The first time I remember my hands, I was 4, at the bus stop to pick my brother up from school. The waiting parents gathered around me, standing in a circle in the empty church parking lot, idly chatting. Grabbing at my mother’s knees and looking up, it wasn’t my mother, but instead our neighbor. Embarrassed, I played it off; made a game of it. I began running around inside the circle of adults, grasping at any pair of jeans before looking up to see if it was my mother. I continued until I found her, the laughter of people spurring me along. I learned quickly. I never grasped for something I didn’t fully understand again.

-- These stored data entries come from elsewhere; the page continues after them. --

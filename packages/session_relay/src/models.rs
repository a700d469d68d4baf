use serde::{Deserialize, Serialize};
use serde_json::Value;
use sqlx::FromRow;
use std::fmt;

use crate::status::SessionStatus;

/// Length of a session id: a 12-byte object id rendered as hex.
pub const ROOM_ID_LEN: usize = 24;

/// Prefix that turns a session room into its shadow room.
pub const SHADOW_ROOM_PREFIX: char = '_';

// === Rooms ===

/// A validated session id, doubling as the name of the session's public room.
#[derive(Debug, Clone, PartialEq, Eq, Hash, Serialize, Deserialize)]
#[serde(try_from = "String", into = "String")]
pub struct RoomId(String);

impl RoomId {
    /// Accepts exactly 24 ASCII hex digits.
    pub fn parse(raw: &str) -> Option<Self> {
        if raw.len() == ROOM_ID_LEN && raw.bytes().all(|b| b.is_ascii_hexdigit()) {
            Some(Self(raw.to_string()))
        } else {
            None
        }
    }

    /// Parse a shadow room name (`_<room>`) back into its session id.
    pub fn parse_shadow(raw: &str) -> Option<Self> {
        raw.strip_prefix(SHADOW_ROOM_PREFIX).and_then(Self::parse)
    }

    pub fn as_str(&self) -> &str {
        &self.0
    }

    pub fn shadow(&self) -> String {
        format!("{SHADOW_ROOM_PREFIX}{}", self.0)
    }
}

impl fmt::Display for RoomId {
    fn fmt(&self, f: &mut fmt::Formatter<'_>) -> fmt::Result {
        f.write_str(&self.0)
    }
}

impl TryFrom<String> for RoomId {
    type Error = String;

    fn try_from(value: String) -> Result<Self, Self::Error> {
        RoomId::parse(&value).ok_or_else(|| format!("invalid room id: {value}"))
    }
}

impl From<RoomId> for String {
    fn from(room: RoomId) -> Self {
        room.0
    }
}

// === Accounts ===

#[derive(Debug, Clone, FromRow, Serialize, Deserialize)]
pub struct Account {
    pub id: String,
    pub name: String,
    pub email: String,
    pub current_team: Option<String>,
    pub created_at: i64,
}

// === Sessions ===

#[derive(Debug, Clone, Serialize, Deserialize)]
pub struct Session {
    pub id: String,
    pub org_id: String,
    pub team_id: String,
    /// Conversation kind, e.g. "task" or "rapid".
    #[serde(rename = "type")]
    pub kind: String,
    pub status: SessionStatus,
    pub tokens_used: i64,
    pub updated_at: i64,
}

// === Chat messages ===

/// One increment of streamed output.
#[derive(Debug, Clone, PartialEq, Serialize, Deserialize)]
pub struct Chunk {
    pub ts: i64,
    pub text: Value,
    #[serde(default)]
    pub tokens: i64,
}

#[derive(Debug, Clone, Serialize, Deserialize)]
#[serde(rename_all = "camelCase")]
pub struct ChatMessage {
    pub id: Option<i64>,
    pub org_id: String,
    pub team_id: String,
    pub session_id: String,
    /// Kind of the owning session at the time the message was written.
    pub session_type: String,
    /// `None` when the backend authored the message.
    pub author_id: Option<String>,
    pub author_name: String,
    /// Caller-supplied creation time in epoch milliseconds.
    pub ts: i64,
    /// `text` or `code`.
    #[serde(rename = "type")]
    pub message_type: String,
    /// The relayed payload as broadcast to the room.
    pub message: Value,
    pub is_feedback: bool,
    pub chunk_id: Option<String>,
    pub tokens: i64,
    pub display_message: Option<Value>,
    pub chunks: Vec<Chunk>,
    pub code_blocks: Option<Value>,
    pub completed: bool,
}

#[cfg(test)]
mod tests {
    use super::*;

    #[test]
    fn room_id_accepts_24_hex() {
        let room = RoomId::parse("65f1c0ffee0123456789abcd").unwrap();
        assert_eq!(room.as_str(), "65f1c0ffee0123456789abcd");
        assert_eq!(room.to_string(), "65f1c0ffee0123456789abcd");
    }

    #[test]
    fn room_id_rejects_wrong_length() {
        assert!(RoomId::parse("").is_none());
        assert!(RoomId::parse("abc").is_none());
        assert!(RoomId::parse("65f1c0ffee0123456789abc").is_none());
        assert!(RoomId::parse("65f1c0ffee0123456789abcde").is_none());
    }

    #[test]
    fn room_id_rejects_non_hex() {
        assert!(RoomId::parse("zzzzzzzzzzzzzzzzzzzzzzzz").is_none());
        // Multi-byte chars must not sneak past a byte-length check
        assert!(RoomId::parse("ééééééééééee").is_none());
    }

    #[test]
    fn shadow_room_roundtrip() {
        let room = RoomId::parse("aaaaaaaaaaaaaaaaaaaaaaaa").unwrap();
        let shadow = room.shadow();
        assert_eq!(shadow, "_aaaaaaaaaaaaaaaaaaaaaaaa");
        assert_eq!(RoomId::parse_shadow(&shadow), Some(room));
        assert!(RoomId::parse_shadow("aaaaaaaaaaaaaaaaaaaaaaaa").is_none());
    }

    #[test]
    fn room_id_serde() {
        let room: RoomId = serde_json::from_str("\"aaaaaaaaaaaaaaaaaaaaaaaa\"").unwrap();
        assert_eq!(
            serde_json::to_string(&room).unwrap(),
            "\"aaaaaaaaaaaaaaaaaaaaaaaa\""
        );
        assert!(serde_json::from_str::<RoomId>("\"short\"").is_err());
    }

    #[test]
    fn chunk_tokens_default_to_zero() {
        let chunk: Chunk = serde_json::from_str(r#"{"ts": 5, "text": "hi"}"#).unwrap();
        assert_eq!(chunk.tokens, 0);
        assert_eq!(chunk.text, Value::String("hi".into()));
    }
}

When I was 7, I was fluent in moving around the kitchen and performing simple tasks. Move the stool so that I can reach the cereal in the cabinet above the stove. Move to my toe tips so that I can wash my hands without the water running down my arms. Move cold pizza into the toaster oven to re-melt the cheese. Add another piece for my brother. Burn the base of my thumb. Shriek in my young naivety. Go to the bathroom quickly, run the burnt skin under cold water. Learn quickly, never touch the heat again. I will have this scar for the rest of my life, better make use of it. I can’t afford another. Lord knows, I will.
The first time I can remember noticing somebody's nails, I was 10, sitting with my 5th grade teacher, whom I had called “Mom” one too many times. The classroom was quiet, everyone else was out to recess. The room was dark, she was working on her laptop, a half-eaten sandwich sitting beside her. I was mesmerized by the short, square gel extensions on her nails, gently clacking against the keyboard. She changed them every two weeks. They were always simple.
I am no longer Sylvia. I am different. I am 15. I am taller and my limbs are long and weird and spots adorn my face and I am heartbroken (if only a little bit). My body aches and, even at my young age, my eyesight is not what it used to be. Now, I am aware and performing. Now, my hands, burned with the heat of my carelessness and love, are scarred. I go by a different name; because I am different, and how could the hands I look down to see today be the same as the ones grabbing at jeans, not yet aware of the careful precision of life? The only reminder is that scar at the base of my thumb. A scar which will carry for the rest of my life.